[WHAT YOU WILL DO]: The output is to match the entries below character for character.

[Opening SUPPLIED DATA section]

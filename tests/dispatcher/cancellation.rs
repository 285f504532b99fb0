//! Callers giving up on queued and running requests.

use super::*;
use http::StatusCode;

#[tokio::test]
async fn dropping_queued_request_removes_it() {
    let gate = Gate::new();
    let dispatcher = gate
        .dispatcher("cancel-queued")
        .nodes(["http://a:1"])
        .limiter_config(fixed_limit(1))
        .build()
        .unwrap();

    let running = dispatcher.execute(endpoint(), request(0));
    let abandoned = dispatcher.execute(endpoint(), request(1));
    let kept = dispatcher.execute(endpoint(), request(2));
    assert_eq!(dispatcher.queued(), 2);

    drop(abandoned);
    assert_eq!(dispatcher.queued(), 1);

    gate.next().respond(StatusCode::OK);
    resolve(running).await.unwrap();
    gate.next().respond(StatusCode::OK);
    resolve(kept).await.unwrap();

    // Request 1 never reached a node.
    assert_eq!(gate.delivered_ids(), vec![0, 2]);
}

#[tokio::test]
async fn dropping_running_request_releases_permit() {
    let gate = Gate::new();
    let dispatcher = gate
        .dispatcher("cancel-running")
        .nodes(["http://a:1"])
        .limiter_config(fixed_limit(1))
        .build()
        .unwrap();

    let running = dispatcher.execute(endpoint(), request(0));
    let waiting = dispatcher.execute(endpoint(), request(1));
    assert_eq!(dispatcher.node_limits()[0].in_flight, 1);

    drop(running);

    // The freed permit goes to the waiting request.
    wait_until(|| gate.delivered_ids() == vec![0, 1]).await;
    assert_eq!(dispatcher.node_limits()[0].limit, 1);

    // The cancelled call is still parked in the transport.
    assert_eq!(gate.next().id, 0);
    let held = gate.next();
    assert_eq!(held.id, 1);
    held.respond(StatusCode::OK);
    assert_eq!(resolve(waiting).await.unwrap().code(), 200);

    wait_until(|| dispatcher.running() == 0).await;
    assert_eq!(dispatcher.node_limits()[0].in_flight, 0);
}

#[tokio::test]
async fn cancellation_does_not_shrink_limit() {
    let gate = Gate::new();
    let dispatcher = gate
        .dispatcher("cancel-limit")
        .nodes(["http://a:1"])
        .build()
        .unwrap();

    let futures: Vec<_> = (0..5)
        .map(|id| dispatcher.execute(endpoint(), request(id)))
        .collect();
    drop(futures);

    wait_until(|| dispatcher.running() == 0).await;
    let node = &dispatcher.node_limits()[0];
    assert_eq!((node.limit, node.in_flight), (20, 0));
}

[Closing SUPPLIED DATA section]

[RESPONSE TO THE EXERCISE]:
filename tests/dispatcher/cancellation.rs
repository 285f504532b99fb0
//! Callers giving up on queued and running requests.

use super::*;
use http::StatusCode;

#[tokio::test]
async fn dropping_queued_request_removes_it() {
    let gate = Gate::new();
    let dispatcher = gate
        .dispatcher("cancel-queued")
        .nodes(["http://a:1"])
        .limiter_config(fixed_limit(1))
        .build()
        .unwrap();

    let running = dispatcher.execute(endpoint(), request(0));
    let abandoned = dispatcher.execute(endpoint(), request(1));
    let kept = dispatcher.execute(endpoint(), request(2));
    assert_eq!(dispatcher.queued(), 2);

    drop(abandoned);
    assert_eq!(dispatcher.queued(), 1);

    gate.next().respond(StatusCode::OK);
    resolve(running).await.unwrap();
    gate.next().respond(StatusCode::OK);
    resolve(kept).await.unwrap();

    // Request 1 never reached a node.
    assert_eq!(gate.delivered_ids(), vec![0, 2]);
}

#[tokio::test]
async fn dropping_running_request_releases_permit() {
    let gate = Gate::new();
    let dispatcher = gate
        .dispatcher("cancel-running")
        .nodes(["http://a:1"])
        .limiter_config(fixed_limit(1))
        .build()
        .unwrap();

    let running = dispatcher.execute(endpoint(), request(0));
    let waiting = dispatcher.execute(endpoint(), request(1));
    assert_eq!(dispatcher.node_limits()[0].in_flight, 1);

    drop(running);

    // The freed permit goes to the waiting request.
    wait_until(|| gate.delivered_ids() == vec![0, 1]).await;
    assert_eq!(dispatcher.node_limits()[0].limit, 1);

    // The cancelled call is still parked in the transport.
    assert_eq!(gate.next().id, 0);
    let held = gate.next();
    assert_eq!(held.id, 1);
    held.respond(StatusCode::OK);
    assert_eq!(resolve(waiting).await.unwrap().code(), 200);

    wait_until(|| dispatcher.running() == 0).await;
    assert_eq!(dispatcher.node_limits()[0].in_flight, 0);
}

#[tokio::test]
async fn cancellation_does_not_shrink_limit() {
    let gate = Gate::new();
    let dispatcher = gate
        .dispatcher("cancel-limit")
        .nodes(["http://a:1"])
        .build()
        .unwrap();

    let futures: Vec<_> = (0..5)
        .map(|id| dispatcher.execute(endpoint(), request(id)))
        .collect();
    drop(futures);

    wait_until(|| dispatcher.running() == 0).await;
    let node = &dispatcher.node_limits()[0];
    assert_eq!((node.limit, node.in_flight), (20, 0));
}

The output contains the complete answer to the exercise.